What Update are we talking about???


----------



## bjflynn04 (Jul 27, 2004)

Bud33 said:


> What Update are we talking about???


10AF


----------



## Palsgraf99 (Mar 17, 2006)

No update in Athens, GA yet.


----------



## Earl Bonovich (Nov 15, 2005)

The initial rollout base hasn't grown yet, but as of today (Three days in) there have been no reported issues with the rollout... and no "new" errors..

So it is very possible the switch will be flipped in the next few days so everyone else gets the update.


----------



## Dood (Mar 16, 2006)

Earl Bonovich said:


> The initial rollout base hasn't grown yet, but as of today (Three days in) there have been no reported issues with the rollout... and no "new" errors..
> 
> So it is very possible the switch will be flipped in the next few days so everyone else gets the update.


How do you "force" an update?


----------



## Blurayfan (Nov 16, 2005)

Dood said:


> How do you "force" an update?


1. Reboot Receiver
2. Press 02468 when the first message appears.
3. After a few seconds the unit will try to download any available update.


----------



## cabanaboy1977 (Nov 16, 2005)

Dood said:


> How do you "force" an update?


You can't force the update unless D* has turned it on for your area.

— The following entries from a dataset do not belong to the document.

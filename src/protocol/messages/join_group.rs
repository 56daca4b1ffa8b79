use std::io::{Cursor, Read, Write};

use super::{
    read_versioned_array, write_versioned_array, ReadVersionedError, ReadVersionedType,
    RequestBody, WriteVersionedError, WriteVersionedType,
};
use crate::protocol::{
    api_key::ApiKey,
    api_version::{ApiVersion, ApiVersionRange},
    error::Error as ApiError,
    primitives::{Array, Int16, Int32, NullableBytes, String_},
    traits::{ReadError, ReadType, WriteError, WriteType},
};

/// The protocol type every consumer group member announces.
pub const CONSUMER_PROTOCOL_TYPE: &str = "consumer";

/// Payload of a join-group protocol's `metadata` bytes for the `consumer`
/// protocol type: the topics the member wants to consume.
#[derive(Debug, PartialEq, Eq, Clone)]
pub struct ConsumerGroupMemberMetadata {
    pub version: i16,
    pub topics: Vec<String>,
    pub user_data: Option<Vec<u8>>,
}

impl ConsumerGroupMemberMetadata {
    pub fn to_bytes(&self) -> Result<Vec<u8>, WriteError> {
        let mut buf = vec![];
        Int16(self.version).write(&mut buf)?;
        Array(Some(
            self.topics.iter().map(|t| String_(t.clone())).collect(),
        ))
        .write(&mut buf)?;
        NullableBytes(self.user_data.clone()).write(&mut buf)?;
        Ok(buf)
    }

    pub fn from_bytes(raw: &[u8]) -> Result<Self, ReadError> {
        let mut cursor = Cursor::new(raw);
        let version = Int16::read(&mut cursor)?.0;
        let topics = Array::<String_>::read(&mut cursor)?
            .0
            .unwrap_or_default()
            .into_iter()
            .map(|s| s.0)
            .collect();
        let user_data = NullableBytes::read(&mut cursor)?.0;
        Ok(Self {
            version,
            topics,
            user_data,
        })
    }
}

#[derive(Debug, PartialEq, Eq, Clone)]
pub struct JoinGroupRequest {
    /// The group to join.
    pub group_id: String_,

    /// How long the coordinator waits between heartbeats before evicting the
    /// member, in milliseconds.
    pub session_timeout_ms: Int32,

    /// The member ID assigned by a previous join, empty on first contact.
    pub member_id: String_,

    /// The class of protocols the member speaks, `"consumer"` here.
    pub protocol_type: String_,

    /// The partition-assignment protocols the member supports, in preference
    /// order.
    pub protocols: Vec<JoinGroupRequestProtocol>,
}

impl RequestBody for JoinGroupRequest {
    type ResponseBody = JoinGroupResponse;

    const API_KEY: ApiKey = ApiKey::JoinGroup;

    const API_VERSION_RANGE: ApiVersionRange =
        ApiVersionRange::new(ApiVersion(Int16(0)), ApiVersion(Int16(0)));
}

impl<W> WriteVersionedType<W> for JoinGroupRequest
where
    W: Write,
{
    fn write_versioned(
        &self,
        writer: &mut W,
        version: ApiVersion,
    ) -> Result<(), WriteVersionedError> {
        assert_eq!(version.0 .0, 0);

        self.group_id.write(writer)?;
        self.session_timeout_ms.write(writer)?;
        self.member_id.write(writer)?;
        self.protocol_type.write(writer)?;
        write_versioned_array(writer, version, Some(&self.protocols))
    }
}

impl<R> ReadVersionedType<R> for JoinGroupRequest
where
    R: Read,
{
    fn read_versioned(reader: &mut R, version: ApiVersion) -> Result<Self, ReadVersionedError> {
        assert_eq!(version.0 .0, 0);

        Ok(Self {
            group_id: String_::read(reader)?,
            session_timeout_ms: Int32::read(reader)?,
            member_id: String_::read(reader)?,
            protocol_type: String_::read(reader)?,
            protocols: read_versioned_array(reader, version)?.unwrap_or_default(),
        })
    }
}

#[derive(Debug, PartialEq, Eq, Clone)]
pub struct JoinGroupRequestProtocol {
    /// The protocol name, e.g. `"round-robin"`.
    pub name: String_,

    /// Serialized [`ConsumerGroupMemberMetadata`].
    pub metadata: NullableBytes,
}

impl<W> WriteVersionedType<W> for JoinGroupRequestProtocol
where
    W: Write,
{
    fn write_versioned(
        &self,
        writer: &mut W,
        _version: ApiVersion,
    ) -> Result<(), WriteVersionedError> {
        self.name.write(writer)?;
        self.metadata.write(writer)?;
        Ok(())
    }
}

impl<R> ReadVersionedType<R> for JoinGroupRequestProtocol
where
    R: Read,
{
    fn read_versioned(reader: &mut R, _version: ApiVersion) -> Result<Self, ReadVersionedError> {
        Ok(Self {
            name: String_::read(reader)?,
            metadata: NullableBytes::read(reader)?,
        })
    }
}

#[derive(Debug, PartialEq, Eq, Clone)]
pub struct JoinGroupResponse {
    /// The join error, if any.
    pub error: Option<ApiError>,

    /// The generation entered by this join round.
    pub generation_id: Int32,

    /// The assignment protocol the coordinator selected.
    pub protocol_name: String_,

    /// The member the coordinator elected leader for this generation.
    pub leader: String_,

    /// The member ID assigned to the requester.
    pub member_id: String_,

    /// All members of the group; empty unless the requester is the leader.
    pub members: Vec<JoinGroupResponseMember>,
}

impl<R> ReadVersionedType<R> for JoinGroupResponse
where
    R: Read,
{
    fn read_versioned(reader: &mut R, version: ApiVersion) -> Result<Self, ReadVersionedError> {
        assert_eq!(version.0 .0, 0);

        Ok(Self {
            error: ApiError::new(Int16::read(reader)?.0),
            generation_id: Int32::read(reader)?,
            protocol_name: String_::read(reader)?,
            leader: String_::read(reader)?,
            member_id: String_::read(reader)?,
            members: read_versioned_array(reader, version)?.unwrap_or_default(),
        })
    }
}

impl<W> WriteVersionedType<W> for JoinGroupResponse
where
    W: Write,
{
    fn write_versioned(
        &self,
        writer: &mut W,
        version: ApiVersion,
    ) -> Result<(), WriteVersionedError> {
        assert_eq!(version.0 .0, 0);

        Int16(self.error.map(|e| e.code()).unwrap_or_default()).write(writer)?;
        self.generation_id.write(writer)?;
        self.protocol_name.write(writer)?;
        self.leader.write(writer)?;
        self.member_id.write(writer)?;
        write_versioned_array(writer, version, Some(&self.members))
    }
}

#[derive(Debug, PartialEq, Eq, Clone)]
pub struct JoinGroupResponseMember {
    /// The member ID.
    pub member_id: String_,

    /// The member's serialized [`ConsumerGroupMemberMetadata`].
    pub metadata: NullableBytes,
}

impl<R> ReadVersionedType<R> for JoinGroupResponseMember
where
    R: Read,
{
    fn read_versioned(reader: &mut R, _version: ApiVersion) -> Result<Self, ReadVersionedError> {
        Ok(Self {
            member_id: String_::read(reader)?,
            metadata: NullableBytes::read(reader)?,
        })
    }
}

impl<W> WriteVersionedType<W> for JoinGroupResponseMember
where
    W: Write,
{
    fn write_versioned(
        &self,
        writer: &mut W,
        _version: ApiVersion,
    ) -> Result<(), WriteVersionedError> {
        self.member_id.write(writer)?;
        self.metadata.write(writer)?;
        Ok(())
    }
}

#[cfg(test)]
mod tests {
    use super::*;

    use crate::protocol::messages::test_versioned_roundtrip;

    #[test]
    fn test_member_metadata_roundtrip() {
        let metadata = ConsumerGroupMemberMetadata {
            version: 0,
            topics: vec!["colors".to_owned(), "shapes".to_owned()],
            user_data: None,
        };
        let raw = metadata.to_bytes().unwrap();
        assert_eq!(ConsumerGroupMemberMetadata::from_bytes(&raw).unwrap(), metadata);
    }

    #[test]
    fn test_request_roundtrip() {
        let metadata = ConsumerGroupMemberMetadata {
            version: 0,
            topics: vec!["colors".to_owned()],
            user_data: None,
        };

        test_versioned_roundtrip(
            JoinGroupRequest {
                group_id: String_("workers".to_owned()),
                session_timeout_ms: Int32(30_000),
                member_id: String_(String::new()),
                protocol_type: String_(CONSUMER_PROTOCOL_TYPE.to_owned()),
                protocols: vec![JoinGroupRequestProtocol {
                    name: String_("round-robin".to_owned()),
                    metadata: NullableBytes(Some(metadata.to_bytes().unwrap())),
                }],
            },
            ApiVersion(Int16(0)),
        );
    }

    #[test]
    fn test_response_roundtrip() {
        test_versioned_roundtrip(
            JoinGroupResponse {
                error: None,
                generation_id: Int32(3),
                protocol_name: String_("round-robin".to_owned()),
                leader: String_("member-a".to_owned()),
                member_id: String_("member-a".to_owned()),
                members: vec![
                    JoinGroupResponseMember {
                        member_id: String_("member-a".to_owned()),
                        metadata: NullableBytes(Some(vec![0, 0])),
                    },
                    JoinGroupResponseMember {
                        member_id: String_("member-b".to_owned()),
                        metadata: NullableBytes(None),
                    },
                ],
            },
            ApiVersion(Int16(0)),
        );
    }
}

Since they haven't released it to everyone yet it still won't download for you. You'll just redownload your current software. But if it was out there what DVDKingdom said is correct.


----------



## cobaltblue (Feb 22, 2006)

As of 9:00 A.M. this morning, have not received the 10AF upgrade on the eastern shore in the great state of Maryland.....


----------



## mkmhr (Jan 25, 2006)

Kansas is clear of any updates this morning as well.


----------



## psweig (Feb 4, 2006)

Not on my R15 in the Chicago Area.


----------



## lowgear (Feb 17, 2006)

Not in Salt Lake City as of this AM but we did have some great basketball here yesterday.


----------



## Wolffpack (Jul 29, 2003)

Must be stuck somewhere between Yuma and Phoenix.


----------



## cobaltblue (Feb 22, 2006)

It has been fairly quiet regarding 10AF update. Does anyone know if it is making it's way east??? No sign of it yet in Maryland on the eastern shore.


----------



## carl6 (Nov 16, 2005)

Someone posted in another forum that a CSR told them it would be out tomorrow (21st).

Carl


----------



## mkmhr (Jan 25, 2006)

lowgear said:


> Not in Salt Lake City as of this AM but we did have some great basketball here yesterday.


:hurah: 
GO GONZAGA! Great games this year all tourney thus far!


----------



## mkmhr (Jan 25, 2006)

Seriously, I think the number one thing that needs to be done is a "mark and delete" in the to do list, and a page number assignment to the VOD list. Agree'ers?
It would make for such a more simplistic way of sorting out when you get up and notice which programs are set to expire if not marked "K" and need to free up some times so they won't just cancel or drop.


----------



## Wolffpack (Jul 29, 2003)

Finally got it in Phoenix.

EDIT: Date remained the same as the 10A3 update (02/21/2006) and previous version is still 108F.


----------



## ISWIZ (Nov 18, 2005)

Wolffpack said:


> Finally got it in Phoenix.
> 
> EDIT: Date remained the same as the 10A3 update (02/21/2006) and previous version is still 108F.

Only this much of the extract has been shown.